To better understand these data, he says it is essential to  have an inherent knowledge of how a facility operates at baseline, what causes dysfunction, and how it can be prevented and remediated.

"Understanding the flow of patients through the hospital, from the time they arrive in the emergency department, through discharge, is key to managing the census, maintaining efficiency, and preserving access," Dr. Newman writes in a commentary article where he presents a model (framework) – the Heart of the Hospital – as a guide for hospital census management.   

Patients are admitted to the hospital and ultimately discharged. The point of entry to the hospital is from various sources including the emergency department, scheduled admissions for surgery, chemotherapy, or procedures, and transfers from other facilities. When the patients are discharged, they are ejected into various locations from home to post-acute care facility, with hope of avoiding readmission. 

"Reducing both the preload and the afterload, as well as increasing the efficiency of myocardial contractility, can improve the cardiac function in a patient with congestive heart failure. In the same way, we can envision hospital census management as the outcome of admission, discharge, and efficiency," the author points out.

When a hospital has a smoothly functioning census management system, the author says, it can better withstand large volume aberrations such as seen with an influenza outbreak with associated increased admission volumes. In particular, the author highlights the importance of managing patient flow at the emergency department – a major source of hospital volume.  

"Aside from ambulance diversion, which is an extreme intervention, efforts such as improved outpatient availability, or 'smoothing' the operating room schedule to have more even admissions across the week, can help control emergency department flow," according to the author, noting that the addition of a social worker to the ED can help arrange home services and durable medical equipment, facilitate follow-up, and generally avoid unnecessary admissions.

Hospital transfers can also have a considerable impact on census volumes. Admission guidelines can be developed to avoid admitting patients who will receive no benefit from transfer. Also, elective transfers can be deferred during periods of high census.

Process improvement strategies and staffing analysis can lead to improved efficiency of the flow through the facility. One simple strategy, according to Dr.
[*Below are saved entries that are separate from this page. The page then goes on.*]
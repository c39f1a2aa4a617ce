//! RFC-6901 JSON pointers and their CBOR form.
//!
//! A CBOR-pointer is an array of tag-37 byte strings, one per segment, each holding the
//! segment's text JSON-escaped. [`json_to_cbor_pointer`] emits the indefinite framing
//! (`9f ... ff`); readers accept either framing and plain text segments as well.

use alloc::string::String;
use alloc::vec::Vec;
use core::fmt;
use core::str::FromStr;

use crate::error::{err, Error, ErrorCode};
use crate::json::{escape, unescape};
use crate::json_cbor::encode_json_string;
use crate::pool::{Offsets, Scratch};
use crate::sink::{Sink, SliceSink, VecSink};
use crate::utf8;
use crate::value::tag;
use crate::wire::{
    read_len, read_string, read_u8, read_uint, split, BREAK, MAJOR_ARRAY, MAJOR_TAG, MAJOR_TEXT,
};

const INDEFINITE_ARRAY: u8 = 0x9f;

/// A parsed RFC-6901 pointer: the list of reference tokens, unescaped.
#[derive(Debug, Clone, Default, PartialEq, Eq, Hash)]
pub struct JsonPointer {
    segments: Vec<String>,
}

impl JsonPointer {
    /// The empty pointer, addressing the whole document.
    #[must_use]
    pub const fn root() -> Self {
        Self {
            segments: Vec::new(),
        }
    }

    /// Parse pointer text such as `/a/0/b~1c`.
    ///
    /// # Errors
    ///
    /// Returns `PointerSyntax` when non-empty text does not start with `/` or contains
    /// a `~` not followed by `0` or `1`.
    pub fn parse(text: &str) -> Result<Self, Error> {
        let mut segments = Vec::new();
        for_each_segment(text.as_bytes(), |seg, off| {
            let mut s = String::with_capacity(seg.len());
            unescape_segment(seg, off, |chunk| s.push_str(chunk))?;
            segments.push(s);
            Ok(())
        })?;
        Ok(Self { segments })
    }

    /// Reference tokens in order.
    #[must_use]
    pub fn segments(&self) -> &[String] {
        &self.segments
    }

    /// Returns `true` for the root pointer.
    #[must_use]
    pub fn is_root(&self) -> bool {
        self.segments.is_empty()
    }

    /// Append a reference token.
    pub fn push(&mut self, segment: impl Into<String>) {
        self.segments.push(segment.into());
    }

    /// Remove and return the last reference token.
    pub fn pop(&mut self) -> Option<String> {
        self.segments.pop()
    }

    /// Encode as a CBOR-pointer into `out`; returns the number of bytes written.
    ///
    /// # Errors
    ///
    /// Returns `BufferFull` when `out` is too small.
    pub fn to_cbor(&self, out: &mut [u8]) -> Result<usize, Error> {
        let mut sink = SliceSink::new(out);
        let mut escaped = Scratch::acquire();
        sink.write_u8(INDEFINITE_ARRAY)?;
        for seg in &self.segments {
            escaped.clear();
            escape(&mut VecSink::new(&mut escaped), seg.as_bytes())?;
            encode_json_string(&mut sink, &escaped)?;
        }
        sink.write_u8(BREAK)?;
        Ok(sink.position())
    }

    /// Decode a CBOR-pointer at the start of `data`; returns it with the bytes consumed.
    ///
    /// # Errors
    ///
    /// Returns `PointerSyntax` when `data` is not an array of text or tag-37 strings.
    pub fn from_cbor(data: &[u8]) -> Result<(Self, usize), Error> {
        let mut buf = Scratch::acquire();
        let mut ends = Offsets::acquire();
        let used = cbor_segments(data, &mut buf, &mut ends)?;
        let mut segments = Vec::with_capacity(ends.len());
        let mut start = 0;
        for &end in ends.iter() {
            segments.push(String::from(utf8::validate(&buf[start..end], start)?));
            start = end;
        }
        Ok((Self { segments }, used))
    }
}

impl fmt::Display for JsonPointer {
    fn fmt(&self, f: &mut fmt::Formatter<'_>) -> fmt::Result {
        for seg in &self.segments {
            f.write_str("/")?;
            let mut run = 0;
            for (i, c) in seg.char_indices() {
                let esc = match c {
                    '~' => "~0",
                    '/' => "~1",
                    _ => continue,
                };
                f.write_str(&seg[run..i])?;
                f.write_str(esc)?;
                run = i + 1;
            }
            f.write_str(&seg[run..])?;
        }
        Ok(())
    }
}

impl FromStr for JsonPointer {
    type Err = Error;

    fn from_str(s: &str) -> Result<Self, Error> {
        Self::parse(s)
    }
}

/// Call `f` with every raw (still `~`-escaped) segment of pointer text and its offset.
fn for_each_segment<F>(text: &[u8], mut f: F) -> Result<(), Error>
where
    F: FnMut(&[u8], usize) -> Result<(), Error>,
{
    if text.is_empty() {
        return Ok(());
    }
    if text[0] != b'/' {
        return Err(err(ErrorCode::PointerSyntax, 0));
    }
    let mut start = 1;
    loop {
        let end = text[start..]
            .iter()
            .position(|&b| b == b'/')
            .map_or(text.len(), |i| start + i);
        f(&text[start..end], start)?;
        if end == text.len() {
            return Ok(());
        }
        start = end + 1;
    }
}

/// Undo `~0` and `~1`, passing unescaped UTF-8 chunks to `out`.
fn unescape_segment<F>(seg: &[u8], offset: usize, mut out: F) -> Result<(), Error>
where
    F: FnMut(&str),
{
    let text = utf8::validate(seg, offset)?;
    let mut run = 0;
    let bytes = text.as_bytes();
    let mut i = 0;
    while i < bytes.len() {
        if bytes[i] != b'~' {
            i += 1;
            continue;
        }
        out(&text[run..i]);
        match bytes.get(i + 1) {
            Some(b'0') => out("~"),
            Some(b'1') => out("/"),
            _ => return Err(err(ErrorCode::PointerSyntax, offset + i)),
        }
        i += 2;
        run = i;
    }
    out(&text[run..]);
    Ok(())
}

/// Convert RFC-6901 pointer text to a CBOR-pointer in `out`; returns bytes written.
///
/// # Errors
///
/// Returns `PointerSyntax` for invalid pointer text and `BufferFull` when `out` is too
/// small.
pub fn json_to_cbor_pointer(text: &[u8], out: &mut [u8]) -> Result<usize, Error> {
    let mut sink = SliceSink::new(out);
    let mut seg_text = Scratch::acquire();
    let mut escaped = Scratch::acquire();
    sink.write_u8(INDEFINITE_ARRAY)?;
    for_each_segment(text, |seg, off| {
        seg_text.clear();
        unescape_segment(seg, off, |chunk| seg_text.extend_from_slice(chunk.as_bytes()))?;
        escaped.clear();
        escape(&mut VecSink::new(&mut escaped), &seg_text)?;
        encode_json_string(&mut sink, &escaped)
    })?;
    sink.write_u8(BREAK)?;
    Ok(sink.position())
}

/// Convert a CBOR-pointer at the start of `data` to RFC-6901 text in `out`.
///
/// Returns `(read, written)`.
///
/// # Errors
///
/// Returns `PointerSyntax` when `data` is not a CBOR-pointer and `BufferFull` when `out`
/// is too small.
pub fn cbor_to_json_pointer(data: &[u8], out: &mut [u8]) -> Result<(usize, usize), Error> {
    let mut buf = Scratch::acquire();
    let mut ends = Offsets::acquire();
    let used = cbor_segments(data, &mut buf, &mut ends)?;
    let mut sink = SliceSink::new(out);
    let mut start = 0;
    for &end in ends.iter() {
        sink.write_u8(b'/')?;
        let seg = &buf[start..end];
        let mut run = 0;
        for (i, &b) in seg.iter().enumerate() {
            let esc: &[u8] = match b {
                b'~' => b"~0",
                b'/' => b"~1",
                _ => continue,
            };
            sink.write(&seg[run..i])?;
            sink.write(esc)?;
            run = i + 1;
        }
        sink.write(&seg[run..])?;
        start = end;
    }
    Ok((used, sink.position()))
}

/// Decode the segments of a CBOR-pointer, unescaped, into `buf`; `ends` receives the
/// end offset of each segment. Returns the bytes consumed from `data`.
pub(crate) fn cbor_segments(
    data: &[u8],
    buf: &mut Vec<u8>,
    ends: &mut Vec<usize>,
) -> Result<usize, Error> {
    let syntax = |e: Error| err(ErrorCode::PointerSyntax, e.offset);
    let mut pos = 0;
    let (major, ai) = split(read_u8(data, &mut pos).map_err(syntax)?);
    if major != MAJOR_ARRAY {
        return Err(err(ErrorCode::PointerSyntax, 0));
    }
    let mut remaining = read_len(data, &mut pos, ai, 0).map_err(syntax)?;
    loop {
        match remaining {
            Some(0) => break,
            Some(ref mut n) => *n -= 1,
            None if data.get(pos) == Some(&BREAK) => {
                pos += 1;
                break;
            }
            None => {}
        }
        let off = pos;
        let ib = *data
            .get(pos)
            .ok_or_else(|| err(ErrorCode::PointerSyntax, pos))?;
        let (major, ai) = split(ib);
        match major {
            MAJOR_TEXT => {
                let text = read_string(data, &mut pos).map_err(syntax)?;
                buf.extend_from_slice(utf8::validate(text, off)?.as_bytes());
            }
            MAJOR_TAG => {
                pos += 1;
                let number = read_uint(data, &mut pos, ai, off).map_err(syntax)?;
                if number != tag::JSON_STRING {
                    return Err(err(ErrorCode::PointerSyntax, off));
                }
                let raw = read_string(data, &mut pos).map_err(syntax)?;
                unescape(&mut VecSink::new(buf), utf8::validate(raw, off)?.as_bytes(), off)?;
            }
            _ => return Err(err(ErrorCode::PointerSyntax, off)),
        }
        ends.push(buf.len());
    }
    Ok(pos)
}

/// Segments of a CBOR-pointer, decoded once into pooled scratch.
pub(crate) struct Segments {
    buf: Scratch,
    ends: Offsets,
}

impl Segments {
    pub(crate) fn decode(cptr: &[u8]) -> Result<Self, Error> {
        let mut buf = Scratch::acquire();
        let mut ends = Offsets::acquire();
        let used = cbor_segments(cptr, &mut buf, &mut ends)?;
        if used != cptr.len() {
            return Err(err(ErrorCode::PointerSyntax, used));
        }
        Ok(Self { buf, ends })
    }

    pub(crate) fn len(&self) -> usize {
        self.ends.len()
    }

    pub(crate) fn get(&self, i: usize) -> &[u8] {
        let start = if i == 0 { 0 } else { self.ends[i - 1] };
        &self.buf[start..self.ends[i]]
    }
}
Newman, is the initiation of a physician-led, daily census huddle. Key stakeholders from the ED, bed management, admitting services, social work, physical medicine, nursing, and environmental services review projected patient throughput issues and can target efforts to help services that are overloaded to improve bed turnover, or redirect key staff to decrease bottlenecks. 

"As the census rises, hospital leadership may become engaged to address organisational flow and implement a house-wide surge plan to address the evolving emergency," the author says. "By monitoring the hospital vital signs and responding with proper management and process improvement, the  administrative and patient care teams can better maintain the hospital’s health, control the census, and avoid hospital failure."